So, I got the pizza. It’s like a pizza quesadilla, with two crusts and a layer of cheese in-between them. I’m not sure how I felt about it. I ate two slices, then felt sort of nasty, in that clogged-artery sort of way. As the website says “The Insider pizza is for all consumers who think cheese — and lots of it — makes everything taste better. Cheese fans, especially Echo Boomers ages 16-23, will be drawn to the “ooey, gooey” taste of The Insider pizza.” Ooey Gooey describes how my bowels feel right now…They should have called it the “Inside Her.”

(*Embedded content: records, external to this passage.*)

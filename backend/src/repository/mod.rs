//! Repository Module
//!
//! Owning, thread-synchronized stores for simulated entities.
//!
//! - **entity**: identifier type and the `Entity` teardown contract
//! - **store**: `Repository<T>`, the locked id → entity map
//! - **graph**: configuration-time wiring of dependent repositories
//!
//! # Critical Invariants
//!
//! 1. **Identity**: an id appears at most once per repository; auto-assigned ids
//!    are monotonic (`next = max(next, id + 1)`)
//! 2. **Cascade**: creating or removing id `i` in an origin creates or removes `i`
//!    in every dependent, recursively, while the origin's writer lock is held
//! 3. **Acyclicity**: the dependent graph never contains a cycle, otherwise
//!    cascading writer locks could deadlock
//! 4. **Lifecycle**: mutations are rejected until the repository is loaded
//! 5. **No partial cascades**: an origin is only changed once every repository
//!    its cascade reaches is known to be loaded

pub mod entity;
pub mod graph;
pub mod store;

use std::sync::Arc;
use thiserror::Error;

pub use entity::{Entity, EntityId};
pub use graph::RepositoryGraph;
pub use store::{ReadScope, Repository};

/// Errors raised by repositories and their dependency wiring
///
/// All of these are programming or configuration faults. None are retried.
#[derive(Debug, Error, Clone, PartialEq, Eq)]
pub enum RepositoryError {
    #[error("repository '{repository}' is not loaded (attempted {operation})")]
    NotLoaded {
        repository: String,
        operation: &'static str,
    },

    #[error("invalid argument to '{repository}' {operation}: {reason}")]
    InvalidArgument {
        repository: String,
        operation: &'static str,
        reason: String,
    },

    #[error("entity {id} not found in repository '{repository}' (attempted {operation})")]
    NotFound {
        repository: String,
        operation: &'static str,
        id: EntityId,
    },

    #[error("cyclic repository dependency: {}", .cycle.join(" -> "))]
    CyclicDependency { cycle: Vec<String> },

    #[error("unknown repository '{0}'")]
    UnknownRepository(String),

    #[error("repository '{0}' registered twice")]
    DuplicateRepository(String),
}

/// Lifecycle operations every repository exposes, independent of entity type
pub trait RepositoryHandle: Send + Sync {
    /// Configured name, used in diagnostics and dependency wiring
    fn name(&self) -> &str;

    /// Resolve dependents and enter the `Loaded` state
    fn load_with(&self, dependents: Vec<Arc<dyn DependentStore>>) -> Result<(), RepositoryError>;

    /// Clear all entries and dependents, returning to `Unloaded`
    fn unload(&self);

    fn is_loaded(&self) -> bool;

    fn len(&self) -> usize;

    fn is_empty(&self) -> bool {
        self.len() == 0
    }
}

/// A repository that can mirror structural changes of an origin
///
/// Only repositories whose entity type has a placeholder value (`Default`) can
/// act as dependents.
pub trait DependentStore: Send + Sync {
    fn name(&self) -> &str;

    /// Insert a placeholder at `id`, then cascade to own dependents
    fn create_placeholder(&self, id: EntityId) -> Result<(), RepositoryError>;

    /// Remove `id` if present, then cascade to own dependents
    fn cascade_remove(&self, id: EntityId) -> Result<(), RepositoryError>;

    /// Dependents resolved at load time
    fn dependents(&self) -> Vec<Arc<dyn DependentStore>>;

    /// Fail with `NotLoaded` unless this repository and every repository
    /// below it can take part in a cascade
    fn ensure_cascade_ready(&self, operation: &'static str) -> Result<(), RepositoryError>;
}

In other news, a poem. Here’s a weird thing: I haven’t written poetry in years. I think in paragraph structure, not prose. But, when I moved down to Olympia, and into this amazing home in the woods, where I can look out my window and watch cedar needles drift down, where I can laugh at squirrels fighting in the trees as I’m navigating a conference call to LA…suddenly poems started popping up.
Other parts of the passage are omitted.